What to produce ▸
Among the lines below, copy exactly those from the one with "keeper is alive." through the one with "let mut entries", counting both ends.

[Collected data entries]
════════════════

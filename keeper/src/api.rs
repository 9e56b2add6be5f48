//! # Ingestion API
//!
//! Builds the axum router the reward-collection side talks to. All
//! endpoints share application state through axum's `State` extractor.
//!
//! ## Endpoints
//!
//! | Method | Path       | Description                                   |
//! |--------|------------|-----------------------------------------------|
//! | GET    | `/health`  | Liveness probe                                |
//! | GET    | `/ledger`  | Every ledger entry with its decoded bucket    |
//! | POST   | `/rewards` | Credit a collected reward                     |
//! | POST   | `/flush`   | Run one flush cycle now and return the report |

use axum::{
    extract::State,
    http::{Method, StatusCode},
    response::IntoResponse,
    routing::{get, post},
    Json, Router,
};
use serde::{Deserialize, Serialize};
use std::sync::Arc;
use tower_http::cors::{Any, CorsLayer};
use tower_http::trace::TraceLayer;

use reward_tracker::{DispositionPolicy, FlushReport, OutcomeStatus, RewardTracker, SignedWad, TokenId};

use crate::metrics::SharedMetrics;
use crate::scheduler::flush_and_record;

// ---------------------------------------------------------------------------
// Application State
// ---------------------------------------------------------------------------

/// Shared application state available to all request handlers.
///
/// Cheap to clone — everything behind `Arc`.
#[derive(Clone)]
pub struct AppState {
    /// Reported version string.
    pub version: String,
    /// The tracker credits are booked into.
    pub tracker: Arc<RewardTracker>,
    /// Prometheus metrics for in-handler recording.
    pub metrics: SharedMetrics,
}

// ---------------------------------------------------------------------------
// Router Construction
// ---------------------------------------------------------------------------

/// Builds the full axum [`Router`] with all API routes, CORS, and tracing.
pub fn create_router(state: AppState) -> Router {
    let cors = CorsLayer::new()
        .allow_origin(Any)
        .allow_methods([Method::GET, Method::POST, Method::OPTIONS])
        .allow_headers(Any);

    Router::new()
        .route("/health", get(health_handler))
        .route("/ledger", get(ledger_handler))
        .route("/rewards", post(credit_handler))
        .route("/flush", post(flush_handler))
        .layer(cors)
        .layer(TraceLayer::new_for_http())
        .with_state(state)
}

// ---------------------------------------------------------------------------
// Request / Response Types
// ---------------------------------------------------------------------------

/// Body of `POST /rewards`.
#[derive(Debug, Serialize, Deserialize)]
pub struct CreditRequest {
    /// Token the reward was paid in.
    pub token: TokenId,
    /// What to do with the accumulated balance.
    pub policy: DispositionPolicy,
    /// Reward amount as an integer wei string at 18-decimal scale, e.g.
    /// `"1500000000000000000"` for 1.5 tokens. Fractional strings are rejected.
    pub amount_wei: SignedWad,
}

/// Response of `POST /rewards`.
#[derive(Debug, Serialize, Deserialize)]
pub struct CreditResponse {
    /// Bucket balance after the credit, in wei.
    pub balance_wei: SignedWad,
    /// Same balance in whole-token units, for humans.
    pub balance: String,
}

/// One row of `GET /ledger`.
#[derive(Debug, Serialize, Deserialize)]
pub struct LedgerEntryView {
    pub key: String,
    pub token: Option<TokenId>,
    pub policy: Option<DispositionPolicy>,
    pub balance_wei: SignedWad,
    pub balance: String,
}

/// One row of the `POST /flush` response.
#[derive(Debug, Serialize, Deserialize)]
pub struct OutcomeView {
    pub key: String,
    pub amount_wei: SignedWad,
    pub dispatched: bool,
    #[serde(skip_serializing_if = "Option::is_none")]
    pub error: Option<String>,
}

/// Response of `POST /flush`.
#[derive(Debug, Serialize, Deserialize)]
pub struct FlushResponse {
    pub dispatched: usize,
    pub failed: usize,
    pub elapsed_ms: u64,
    pub outcomes: Vec<OutcomeView>,
}

impl From<&FlushReport> for FlushResponse {
    fn from(report: &FlushReport) -> Self {
        Self {
            dispatched: report.succeeded(),
            failed: report.failed(),
            elapsed_ms: report.elapsed().as_millis() as u64,
            outcomes: report
                .outcomes
                .iter()
                .map(|o| OutcomeView {
                    key: o.key.to_string(),
                    amount_wei: o.amount,
                    dispatched: o.is_dispatched(),
                    error: match &o.status {
                        OutcomeStatus::Dispatched => None,
                        OutcomeStatus::Failed(e) => Some(e.to_string()),
                    },
                })
                .collect(),
        }
    }
}

fn error_response(status: StatusCode, message: impl Into<String>) -> axum::response::Response {
    (status, Json(serde_json::json!({ "error": message.into() }))).into_response()
}

// ---------------------------------------------------------------------------
// Handlers
// ---------------------------------------------------------------------------

/// `GET /health` — returns 200 if the keeper is alive.
async fn health_handler(State(state): State<AppState>) -> impl IntoResponse {
    (
        StatusCode::OK,
        Json(serde_json::json!({ "status": "ok", "version": state.version })),
    )
}

/// `GET /ledger` — dumps every entry, including drained and negative ones.
///
/// Entries are sorted by key so repeated calls are diffable.
async fn ledger_handler(State(state): State<AppState>) -> impl IntoResponse {
    let mut entries = state.tracker.entries();
    entries.sort_by(|a, b| a.0.cmp(&b.0));

    let views: Vec<LedgerEntryView> = entries
        .into_iter()
        .map(|(key, balance)| {
            let decoded = key.decode().ok();
            LedgerEntryView {
                key: key.to_string(),
                token: decoded.as_ref().map(|d| d.token.clone()),
                policy: decoded.map(|d| d.policy),
                balance_wei: balance,
                balance: balance.to_string(),
            }
        })
        .collect();

    Json(views)
}

/// `POST /rewards` — credits one collected reward.
///
/// Only positive amounts are accepted here; corrections go through the
/// tracker's debit path, not the ingestion API.
async fn credit_handler(
    State(state): State<AppState>,
    Json(req): Json<CreditRequest>,
) -> axum::response::Response {
    if !req.amount_wei.is_positive() {
        return error_response(StatusCode::BAD_REQUEST, "amount_wei must be positive");
    }

    match state.tracker.credit(&req.policy, &req.token, req.amount_wei) {
        Ok(balance) => {
            state.metrics.credits_total.inc();
            (
                StatusCode::OK,
                Json(CreditResponse {
                    balance_wei: balance,
                    balance: balance.to_string(),
                }),
            )
                .into_response()
        }
        Err(e) => {
            tracing::warn!(token = %req.token, policy = %req.policy, error = %e, "credit rejected");
            error_response(StatusCode::UNPROCESSABLE_ENTITY, e.to_string())
        }
    }
}

/// `POST /flush` — runs a flush cycle immediately.
///
/// Waits for any in-progress scheduled flush to finish first.
async fn flush_handler(State(state): State<AppState>) -> impl IntoResponse {
    let report = flush_and_record(&state.tracker, &state.metrics).await;
    Json(FlushResponse::from(&report))
}

// ---------------------------------------------------------------------------
// Tests
// ---------------------------------------------------------------------------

════════════════

Exercise output ▸
/// `GET /health` — returns 200 if the keeper is alive.
async fn health_handler(State(state): State<AppState>) -> impl IntoResponse {
    (
        StatusCode::OK,
        Json(serde_json::json!({ "status": "ok", "version": state.version })),
    )
}

/// `GET /ledger` — dumps every entry, including drained and negative ones.
///
/// Entries are sorted by key so repeated calls are diffable.
async fn ledger_handler(State(state): State<AppState>) -> impl IntoResponse {
    let mut entries = state.tracker.entries();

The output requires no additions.